Copy every line of the records that includes the word "SignUpResponse".

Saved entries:
________________________

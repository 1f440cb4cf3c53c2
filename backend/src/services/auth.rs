//! Session management on top of the BaaS auth API
//!
//! Credentials never touch this service's storage: signup, password grants
//! and refreshes are delegated, and only the `users` profile row is written
//! here.

use crate::auth::AuthUser;
use crate::baas::{BaasClient, BaasError, BaasSession};
use crate::cache::ResponseCache;
use crate::error::ApiError;
use crate::rate_limit::FixedWindowLimiter;
use crate::repositories::{CreateUserProfile, UserRepository};
use chrono::Utc;
use healthymeal_shared::types::{
    AuthUserInfo, CurrentUserResponse, LoginRequest, LoginResponse, RefreshRequest,
    SessionTokens, SignUpRequest, SignUpResponse,
};
use healthymeal_shared::validation::{validate_email, validate_signup_password};
use tracing::{info, warn};

const TOO_MANY_ATTEMPTS: &str = "Too many login attempts. Please try again later.";

/// Authentication service
pub struct AuthService;

impl AuthService {
    /// Register a new account
    ///
    /// The profile row is written with the new session's token; when that
    /// fails the signup still succeeds and the failure is only logged.
    pub async fn sign_up(
        baas: &BaasClient,
        req: &SignUpRequest,
        redirect_to: Option<&str>,
    ) -> Result<SignUpResponse, ApiError> {
        validate_email(&req.email).map_err(ApiError::Validation)?;
        validate_signup_password(&req.password).map_err(ApiError::Validation)?;

        let outcome = baas
            .auth()
            .sign_up(&req.email, &req.password, redirect_to)
            .await
            .map_err(|e| match e {
                e if e.is_already_registered() => {
                    ApiError::EmailExists("Email already exists".to_string())
                }
                BaasError::Api { message, .. } => ApiError::Auth(message),
                other => ApiError::baas("Signup failed", other),
            })?;

        let user = outcome.user();
        let email = user.email.clone().unwrap_or_else(|| req.email.clone());
        info!(user_id = %user.id, "User signed up");

        if let Some(session) = outcome.session() {
            let profile = CreateUserProfile::new(user.id, &email);
            if let Err(e) = UserRepository::create(&baas.rest(&session.access_token), &profile).await {
                warn!(user_id = %user.id, error = %e, "Failed to create user profile row");
            }
        }

        Ok(SignUpResponse {
            user: AuthUserInfo { id: user.id, email },
            session: outcome.session().map(session_tokens),
        })
    }

    /// Password login, limited per email
    pub async fn login(
        baas: &BaasClient,
        limiter: &FixedWindowLimiter,
        req: &LoginRequest,
    ) -> Result<LoginResponse, ApiError> {
        limiter
            .check(&req.email)
            .map_err(|limited| ApiError::TooManyRequests {
                message: TOO_MANY_ATTEMPTS.to_string(),
                retry_after_secs: limited.retry_after_secs(),
            })?;

        if req.email.is_empty() || req.password.is_empty() {
            return Err(ApiError::Validation(
                "Email and password are required".to_string(),
            ));
        }

        let session = baas
            .auth()
            .sign_in_with_password(&req.email, &req.password)
            .await
            .map_err(|e| match e {
                BaasError::Api { message, .. } if !message.is_empty() => {
                    ApiError::Unauthorized(message)
                }
                BaasError::Api { .. } => ApiError::Unauthorized("Invalid credentials".to_string()),
                other => ApiError::baas("Login failed", other),
            })?;

        limiter.reset(&req.email);

        let user_id = session.user.id;
        if let Err(e) =
            UserRepository::touch_last_login(&baas.rest(&session.access_token), user_id, Utc::now())
                .await
        {
            warn!(%user_id, error = %e, "Failed to update last login");
        }

        info!(%user_id, "User logged in");
        Ok(login_response(&session, &req.email))
    }

    /// End the session; the user's cached responses are dropped either way
    pub async fn logout(
        baas: &BaasClient,
        cache: &ResponseCache,
        user: &AuthUser,
    ) -> Result<(), ApiError> {
        let result = baas.auth().sign_out(&user.access_token).await;
        cache.invalidate_user(user.user_id).await;

        result.map_err(|e| {
            warn!(user_id = %user.user_id, error = %e, "Logout failed");
            ApiError::baas("Logout failed", e)
        })?;
        info!(user_id = %user.user_id, "User logged out");
        Ok(())
    }

    /// Exchange a refresh token for a new session
    pub async fn refresh(baas: &BaasClient, req: &RefreshRequest) -> Result<LoginResponse, ApiError> {
        if req.refresh_token.trim().is_empty() {
            return Err(ApiError::Validation("Refresh token is required".to_string()));
        }

        let session = baas
            .auth()
            .refresh_session(&req.refresh_token)
            .await
            .map_err(|e| match e {
                BaasError::Api { message, .. } => ApiError::Unauthorized(message),
                other => ApiError::baas("Token refresh failed", other),
            })?;

        Ok(login_response(&session, ""))
    }

    pub async fn current_user(
        baas: &BaasClient,
        user: &AuthUser,
    ) -> Result<CurrentUserResponse, ApiError> {
        let current = baas
            .auth()
            .get_user(&user.access_token)
            .await
            .map_err(ApiError::baas_ctx("Failed to fetch current user"))?;

        Ok(CurrentUserResponse {
            id: current.id,
            email: current.email,
            created_at: current.created_at,
            last_sign_in_at: current.last_sign_in_at,
        })
    }
}

fn session_tokens(session: &BaasSession) -> SessionTokens {
    SessionTokens {
        access_token: session.access_token.clone(),
        refresh_token: session.refresh_token.clone(),
        expires_in: session.expires_in,
    }
}

fn login_response(session: &BaasSession, fallback_email: &str) -> LoginResponse {
    LoginResponse {
        user: AuthUserInfo {
            id: session.user.id,
            email: session
                .user
                .email
                .clone()
                .unwrap_or_else(|| fallback_email.to_string()),
        },
        session: session_tokens(session),
    }
}
//! Authentication extractor
//!
//! Validates the bearer token with the pre-computed JWT service from
//! `AppState` and keeps the raw token so BaaS calls run as the user.

use crate::baas::RestClient;
use crate::error::ApiError;
use crate::state::AppState;
use axum::{
    extract::FromRef,
    http::{header::AUTHORIZATION, request::Parts},
};
use uuid::Uuid;

/// Authenticated user extracted from the bearer token
#[derive(Clone)]
pub struct AuthUser {
    pub user_id: Uuid,
    pub email: Option<String>,
    /// Token as presented; forwarded to the BaaS for row-level security
    pub access_token: String,
}

impl AuthUser {
    /// Table client acting as this user
    pub fn rest(&self, state: &AppState) -> RestClient {
        state.baas().rest(&self.access_token)
    }
}

impl std::fmt::Debug for AuthUser {
    fn fmt(&self, f: &mut std::fmt::Formatter<'_>) -> std::fmt::Result {
        f.debug_struct("AuthUser")
            .field("user_id", &self.user_id)
            .field("email", &self.email)
            .finish_non_exhaustive()
    }
}

#[axum::async_trait]
impl<S> axum::extract::FromRequestParts<S> for AuthUser
where
    AppState: FromRef<S>,
    S: Send + Sync,
{
    type Rejection = ApiError;

    async fn from_request_parts(parts: &mut Parts, state: &S) -> Result<Self, Self::Rejection> {
        let app_state = AppState::from_ref(state);

        let auth_header = parts
            .headers
            .get(AUTHORIZATION)
            .and_then(|value| value.to_str().ok())
            .ok_or_else(|| ApiError::Unauthorized("Missing authorization header".to_string()))?;

        let token = auth_header
            .strip_prefix("Bearer ")
            .map(str::trim)
            .filter(|t| !t.is_empty())
            .ok_or_else(|| ApiError::Unauthorized("Invalid authorization format".to_string()))?;

        let claims = app_state
            .jwt()
            .validate_token(token)
            .map_err(|e| ApiError::Unauthorized(e.to_string()))?;

        let user_id = Uuid::parse_str(&claims.sub)
            .map_err(|_| ApiError::Unauthorized("Invalid user ID in token".to_string()))?;

        Ok(AuthUser {
            user_id,
            email: claims.email,
            access_token: token.to_string(),
        })
    }
}

#[cfg(test)]
mod tests {
    use super::*;

    #[test]
    fn test_auth_user_debug_hides_token() {
        let user = AuthUser {
            user_id: Uuid::new_v4(),
            email: None,
            access_token: "very-secret-token".to_string(),
        };
        let debug_str = format!("{:?}", user);
        assert!(debug_str.contains("AuthUser"));
        assert!(!debug_str.contains("very-secret-token"));
    }
}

________________________

* [EXERCISE SOLUTION]:
    SessionTokens, SignUpRequest, SignUpResponse,
    ) -> Result<SignUpResponse, ApiError> {
        Ok(SignUpResponse {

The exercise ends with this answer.